Daniel and Craigmore came back from the river, each loaded down with sodden wicker baskets containing stoppered bottles of lemon cordial and barley water, which had been cooling in a pool under the shady riverbank. They were accompanied by a man and woman dressed in the flowing linens and broad straw hats of farm workers from some entirely different country. Possibly Italy or southern Spain, thought Beatrice, looking at the woman's dark bodice laced loosely across a muslin blouse, the bright overskirt looped on one hip. The woman carried her hat, her thick auburn hair glowing in the sun as it threatened to escape from its tortoiseshell combs. The man, in his shapeless tunic and broad breeches tucked into tall, rough socks, carried a basket in one hand and a stack of cake boxes dangling from a string in the other. His forearms, sticking out from rolled sleeves, were as tightly muscled as a peasant's, but his face, under his broad, fraying hat, was pale and smooth, as if he were seldom outdoors.
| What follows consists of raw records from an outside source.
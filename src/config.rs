use std::env;
use std::time::Duration;

use crate::lookahead::DEFAULT_LOOKAHEAD_LIMIT;

/// Complete configuration, loaded from environment variables or default values.
#[derive(Clone, Debug, Default)]
pub struct AppConfig {
    pub lookahead: LookaheadConfig,
    pub export: ExportConfig,
}

impl AppConfig {
    /// Reads a `.env` file if present, then the environment.
    pub fn load() -> Self {
        if let Err(err) = dotenvy::dotenv() {
            let missing = matches!(
                err,
                dotenvy::Error::Io(ref io_err) if io_err.kind() == std::io::ErrorKind::NotFound
            );
            if !missing {
                log::warn!("Could not load .env: {}", err);
            }
        }
        Self::from_env()
    }

    /// Creates a configuration from the currently available environment variables.
    pub fn from_env() -> Self {
        Self {
            lookahead: LookaheadConfig::from_env(),
            export: ExportConfig::from_env(),
        }
    }
}

/// Tuning of the lookahead tie-break.
#[derive(Clone, Copy, Debug, PartialEq, Eq)]
pub struct LookaheadConfig {
    /// Whether the lookahead tie-break is consulted at all.
    pub enabled: bool,
    /// Number of upcoming items sampled per evaluation (at least 1).
    pub limit: usize,
    /// Score the two sides of a comparison concurrently.
    pub parallel: bool,
    /// Recompute cache hits and replace entries that disagree.
    pub verify_cache_hits: bool,
    /// Time budget per accelerator call.
    pub accelerator_timeout: Duration,
}

impl LookaheadConfig {
    pub const DEFAULT_ENABLED: bool = true;
    pub const DEFAULT_LIMIT: usize = DEFAULT_LOOKAHEAD_LIMIT;
    pub const DEFAULT_PARALLEL: bool = false;
    pub const DEFAULT_VERIFY_CACHE_HITS: bool = false;
    pub const DEFAULT_ACCELERATOR_TIMEOUT: Duration = Duration::from_millis(250);

    const ENABLED_VAR: &'static str = "BOXPACK_LOOKAHEAD_ENABLED";
    const LIMIT_VAR: &'static str = "BOXPACK_LOOKAHEAD_LIMIT";
    const PARALLEL_VAR: &'static str = "BOXPACK_LOOKAHEAD_PARALLEL";
    const VERIFY_VAR: &'static str = "BOXPACK_VERIFY_CACHE_HITS";
    const TIMEOUT_VAR: &'static str = "BOXPACK_ACCELERATOR_TIMEOUT_MS";

    /// Creates a builder starting from the defaults.
    pub fn builder() -> LookaheadConfigBuilder {
        LookaheadConfigBuilder::default()
    }

    fn from_env() -> Self {
        let enabled = load_bool(Self::ENABLED_VAR, Self::DEFAULT_ENABLED);
        let parallel = load_bool(Self::PARALLEL_VAR, Self::DEFAULT_PARALLEL);
        let verify_cache_hits = load_bool(Self::VERIFY_VAR, Self::DEFAULT_VERIFY_CACHE_HITS);

        let limit = load_u64_with_warning(
            Self::LIMIT_VAR,
            Self::DEFAULT_LIMIT as u64,
            |value| value >= 1,
            "must be at least 1",
            "Adjusted lookahead depth changes orientation choices",
        ) as usize;

        let timeout_ms = load_u64_with_warning(
            Self::TIMEOUT_VAR,
            Self::DEFAULT_ACCELERATOR_TIMEOUT.as_millis() as u64,
            |value| value > 0,
            "must be greater than 0",
            "Adjusted accelerator timeout",
        );

        Self::builder()
            .enabled(enabled)
            .limit(limit)
            .parallel(parallel)
            .verify_cache_hits(verify_cache_hits)
            .accelerator_timeout(Duration::from_millis(timeout_ms))
            .build()
    }
}

impl Default for LookaheadConfig {
    fn default() -> Self {
        Self {
            enabled: Self::DEFAULT_ENABLED,
            limit: Self::DEFAULT_LIMIT,
            parallel: Self::DEFAULT_PARALLEL,
            verify_cache_hits: Self::DEFAULT_VERIFY_CACHE_HITS,
            accelerator_timeout: Self::DEFAULT_ACCELERATOR_TIMEOUT,
        }
    }
}

/// Builder for [`LookaheadConfig`].
#[derive(Clone, Debug, Default)]
pub struct LookaheadConfigBuilder {
    config: LookaheadConfig,
}

impl LookaheadConfigBuilder {
    pub fn enabled(mut self, enabled: bool) -> Self {
        self.config.enabled = enabled;
        self
    }

    /// Sets the sample size; values below 1 are raised to 1.
    pub fn limit(mut self, limit: usize) -> Self {
        self.config.limit = limit.max(1);
        self
    }

    pub fn parallel(mut self, parallel: bool) -> Self {
        self.config.parallel = parallel;
        self
    }

    pub fn verify_cache_hits(mut self, verify: bool) -> Self {
        self.config.verify_cache_hits = verify;
        self
    }

    pub fn accelerator_timeout(mut self, timeout: Duration) -> Self {
        self.config.accelerator_timeout = timeout;
        self
    }

    pub fn build(self) -> LookaheadConfig {
        self.config
    }
}

/// Settings for the serialized forms of packing results.
#[derive(Clone, Debug, PartialEq, Eq)]
pub struct ExportConfig {
    visualiser_url: String,
}

impl ExportConfig {
    pub const DEFAULT_VISUALISER_URL: &'static str =
        "https://boxpacker.io/en/master/visualiser.html?packing=";

    const VISUALISER_URL_VAR: &'static str = "BOXPACK_VISUALISER_URL";

    pub fn new(visualiser_url: impl Into<String>) -> Self {
        Self {
            visualiser_url: visualiser_url.into(),
        }
    }

    fn from_env() -> Self {
        match env_string(Self::VISUALISER_URL_VAR) {
            Some(url) if url.starts_with("http://") || url.starts_with("https://") => {
                log::info!("Using visualiser at {}", url);
                Self::new(url)
            }
            Some(url) => {
                log::warn!(
                    "{} ('{}') is not an http(s) URL. Using {}.",
                    Self::VISUALISER_URL_VAR,
                    url,
                    Self::DEFAULT_VISUALISER_URL
                );
                Self::default()
            }
            None => Self::default(),
        }
    }

    /// Prefix the encoded packing is appended to.
    pub fn visualiser_url(&self) -> &str {
        &self.visualiser_url
    }
}

impl Default for ExportConfig {
    fn default() -> Self {
        Self::new(Self::DEFAULT_VISUALISER_URL)
    }
}

fn env_string(name: &str) -> Option<String> {
    match env::var(name) {
        Ok(value) => {
            let trimmed = value.trim();
            if trimmed.is_empty() {
                None
            } else {
                Some(trimmed.to_owned())
            }
        }
        Err(env::VarError::NotPresent) => None,
        Err(err) => {
            log::warn!("Access to {} failed: {}. Using default value.", name, err);
            None
        }
    }
}

fn parse_bool(raw: &str, var_name: &str) -> Option<bool> {
    match raw.trim().to_ascii_lowercase().as_str() {
        "1" | "true" | "yes" | "y" | "on" => Some(true),
        "0" | "false" | "no" | "n" | "off" => Some(false),
        other => {
            log::warn!(
                "Could not interpret {} ('{}') as boolean value. Using default value.",
                var_name,
                other
            );
            None
        }
    }
}

fn load_bool(var_name: &str, default: bool) -> bool {
    env_string(var_name)
        .and_then(|raw| parse_bool(&raw, var_name))
        .unwrap_or(default)
}

fn load_u64_with_warning(
    var_name: &str,
    default: u64,
    validator: impl Fn(u64) -> bool,
    invalid_hint: &str,
    notice: &str,
) -> u64 {
    match env_string(var_name) {
        Some(raw) => parse_u64(var_name, &raw, default, validator, invalid_hint, notice),
        None => default,
    }
}

fn parse_u64(
    var_name: &str,
    raw: &str,
    default: u64,
    validator: impl Fn(u64) -> bool,
    invalid_hint: &str,
    notice: &str,
) -> u64 {
    match raw.parse::<u64>() {
        Ok(value) if !validator(value) => {
            log::warn!(
                "{} contains invalid value '{}': {}. Using {}.",
                var_name,
                raw,
                invalid_hint,
                default
            );
            default
        }
        Ok(value) => {
            if value != default {
                log::info!("{} ({} = {}).", notice, var_name, value);
            }
            value
        }
        Err(err) => {
            log::warn!(
                "Could not parse {} ('{}') as number: {}. Using {}.",
                var_name,
                raw,
                err,
                default
            );
            default
        }
    }
}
“We have found unexpected friends at the riverbank,” called Daniel, placing his baskets in the shade of Eleanor's chair and popping open a bottle of cordial. “Eleanor, may I present Mr. and Mrs. Frith? They are great friends of Mr. Tillingham's, and Mr. Frith has been a friend to many a young poet, including myself.”

“Pleased to meet you,” said Eleanor. “May I introduce Miss Beatrice Nash, and this is Miss Celeste, our Belgian refugee friend.”

“Mr. Frith?” asked Beatrice as she shook hands. “Are you Algernon Frith?”

“Are you one of my creditors?” asked the wiry man with a serious face.

“No. I mean…” Beatrice stumbled. “Only if you are Algernon Frith, the writer, it might explain your romantic garb.”

“Great powers of observation,” said the man, shaking her hand. “I am indeed Algernon Frith, writer, newly returned from a long and financially prudent honeymoon in Andalusia. Hence the garments. I haven't had time to ask my tailor for appropriate hopping attire.”

“Don't listen to him,” said the woman. “He has an insatiable appetite for wearing costumes, and I assist his muse though it renders me ridiculous in company.”

“On the contrary,” said Eleanor. “You look most charming and romantic, Mrs. Frith.”

“Do call me Amberleigh,” said the woman.

“Mrs. Frith is better known as the writer A. A. de Witte,” said Daniel.

“I am a great admirer of your work,” said Beatrice, unsure by which name to address the author of several famous medieval novels so frank and sensational Beatrice had not thought they were written by a woman. Then the newspapers had shown a picture of A. A. de Witte as the cause of Algernon Frith's marital troubles. “Though I must admit,” she continued, “it is the only work I have ever read without telling my father.”

“You are very kind,” said Amberleigh, laughing. “But I wouldn't broadcast it about. It is more fashionable to never have read a word of mine.”

“My wife and I are grateful to hear any kind opinion these days,” said Frith. “I'm afraid I have not made her life easy these past two years.” The two lovers had fled to Europe, where Frith claimed to have been granted a divorce, and where they had married. Perhaps because of the reputation of her books, Amberleigh de Witte's marriage was the subject of scurrilous whisperings.

“Mr. Frith has some twelve books in print and three volumes of poetry,” said Daniel to Eleanor. “He is one of our great voices.”